Source records Start Marker

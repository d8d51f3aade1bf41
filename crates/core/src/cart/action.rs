//! Cart actions and their untyped `{ "type", "payload" }` envelope form.

use serde::{Deserialize, Serialize};
use serde_json::{Value, json};

use crate::types::ProductId;

/// Tag of [`CartAction::AddItemToCart`] on the wire.
pub const ADD_ITEM_TO_CART: &str = "ADD_ITEM_TO_CART";
/// Tag of [`CartAction::UpdateItemQuantity`] on the wire.
pub const UPDATE_ITEM_QUANTITY: &str = "UPDATE_ITEM_QUANTITY";

const ADD_ITEM_ALIAS: &str = "ADD_ITEM";
const UPDATE_QUANTITY_ALIAS: &str = "UPDATE_QUANTITY";

/// Errors that can occur when decoding an [`ActionEnvelope`].
#[derive(thiserror::Error, Debug)]
pub enum ActionError {
    /// The tag is known but its payload has the wrong shape.
    #[error("invalid payload for {tag}: {reason}")]
    InvalidPayload {
        /// The recognized action tag.
        tag: &'static str,
        /// Decoder message.
        reason: String,
    },
}

/// Everything the cart reducer knows how to do.
#[derive(Debug, Clone, PartialEq, Eq)]
pub enum CartAction {
    /// Add one unit of a catalog product.
    AddItemToCart { product_id: ProductId },
    /// Change a cart item's quantity by a signed delta.
    UpdateItemQuantity { product_id: ProductId, amount: i64 },
}

impl CartAction {
    #[must_use]
    pub fn add(product_id: impl Into<ProductId>) -> Self {
        Self::AddItemToCart {
            product_id: product_id.into(),
        }
    }

    #[must_use]
    pub fn update(product_id: impl Into<ProductId>, amount: i64) -> Self {
        Self::UpdateItemQuantity {
            product_id: product_id.into(),
            amount,
        }
    }

    /// The wire tag for this action.
    #[must_use]
    pub const fn tag(&self) -> &'static str {
        match self {
            Self::AddItemToCart { .. } => ADD_ITEM_TO_CART,
            Self::UpdateItemQuantity { .. } => UPDATE_ITEM_QUANTITY,
        }
    }

    /// The product this action targets.
    #[must_use]
    pub const fn product_id(&self) -> &ProductId {
        match self {
            Self::AddItemToCart { product_id } | Self::UpdateItemQuantity { product_id, .. } => {
                product_id
            }
        }
    }

    /// Encode as an envelope.
    #[must_use]
    pub fn to_envelope(&self) -> ActionEnvelope {
        let payload = match self {
            Self::AddItemToCart { product_id } => json!(product_id),
            Self::UpdateItemQuantity { product_id, amount } => {
                json!({ "productId": product_id, "amount": amount })
            }
        };
        ActionEnvelope {
            kind: self.tag().to_owned(),
            payload,
        }
    }
}

#[derive(Deserialize)]
#[serde(rename_all = "camelCase")]
struct UpdatePayload {
    product_id: ProductId,
    amount: i64,
}

/// An action as the UI dispatch boundary hands it over.
///
/// Unknown tags are tolerated and decode to no action at all.
#[derive(Debug, Clone, PartialEq, Serialize, Deserialize)]
pub struct ActionEnvelope {
    #[serde(rename = "type")]
    pub kind: String,
    #[serde(default)]
    pub payload: Value,
}

impl ActionEnvelope {
    /// Decode into a typed action.
    ///
    /// Returns `Ok(None)` for tags the cart does not handle.
    ///
    /// # Errors
    ///
    /// Returns [`ActionError::InvalidPayload`] if the tag is recognized but
    /// the payload does not match it.
    pub fn decode(&self) -> Result<Option<CartAction>, ActionError> {
        match self.kind.as_str() {
            ADD_ITEM_TO_CART | ADD_ITEM_ALIAS => {
                let product_id = ProductId::deserialize(&self.payload).map_err(|e| {
                    ActionError::InvalidPayload {
                        tag: ADD_ITEM_TO_CART,
                        reason: e.to_string(),
                    }
                })?;
                Ok(Some(CartAction::AddItemToCart { product_id }))
            }
            UPDATE_ITEM_QUANTITY | UPDATE_QUANTITY_ALIAS => {
                let UpdatePayload { product_id, amount } =
                    UpdatePayload::deserialize(&self.payload).map_err(|e| {
                        ActionError::InvalidPayload {
                            tag: UPDATE_ITEM_QUANTITY,
                            reason: e.to_string(),
                        }
                    })?;
                Ok(Some(CartAction::UpdateItemQuantity { product_id, amount }))
            }
            _ => Ok(None),
        }
    }
}

impl From<&CartAction> for ActionEnvelope {
    fn from(action: &CartAction) -> Self {
        action.to_envelope()
    }
}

Source records End Marker

> _Task directions_: The lines running from the start of the data through the one that contains "this action targets." should be reproduced exactly, and only those.

> _Solved exercise_:
repository d8d51f3aade1bf41
filename crates/core/src/cart/action.rs
//! Cart actions and their untyped `{ "type", "payload" }` envelope form.

use serde::{Deserialize, Serialize};
use serde_json::{Value, json};

use crate::types::ProductId;

/// Tag of [`CartAction::AddItemToCart`] on the wire.
pub const ADD_ITEM_TO_CART: &str = "ADD_ITEM_TO_CART";
/// Tag of [`CartAction::UpdateItemQuantity`] on the wire.
pub const UPDATE_ITEM_QUANTITY: &str = "UPDATE_ITEM_QUANTITY";

const ADD_ITEM_ALIAS: &str = "ADD_ITEM";
const UPDATE_QUANTITY_ALIAS: &str = "UPDATE_QUANTITY";

/// Errors that can occur when decoding an [`ActionEnvelope`].
#[derive(thiserror::Error, Debug)]
pub enum ActionError {
    /// The tag is known but its payload has the wrong shape.
    #[error("invalid payload for {tag}: {reason}")]
    InvalidPayload {
        /// The recognized action tag.
        tag: &'static str,
        /// Decoder message.
        reason: String,
    },
}

/// Everything the cart reducer knows how to do.
#[derive(Debug, Clone, PartialEq, Eq)]
pub enum CartAction {
    /// Add one unit of a catalog product.
    AddItemToCart { product_id: ProductId },
    /// Change a cart item's quantity by a signed delta.
    UpdateItemQuantity { product_id: ProductId, amount: i64 },
}

impl CartAction {
    #[must_use]
    pub fn add(product_id: impl Into<ProductId>) -> Self {
        Self::AddItemToCart {
            product_id: product_id.into(),
        }
    }

    #[must_use]
    pub fn update(product_id: impl Into<ProductId>, amount: i64) -> Self {
        Self::UpdateItemQuantity {
            product_id: product_id.into(),
            amount,
        }
    }

    /// The wire tag for this action.
    #[must_use]
    pub const fn tag(&self) -> &'static str {
        match self {
            Self::AddItemToCart { .. } => ADD_ITEM_TO_CART,
            Self::UpdateItemQuantity { .. } => UPDATE_ITEM_QUANTITY,
        }
    }

    /// The product this action targets.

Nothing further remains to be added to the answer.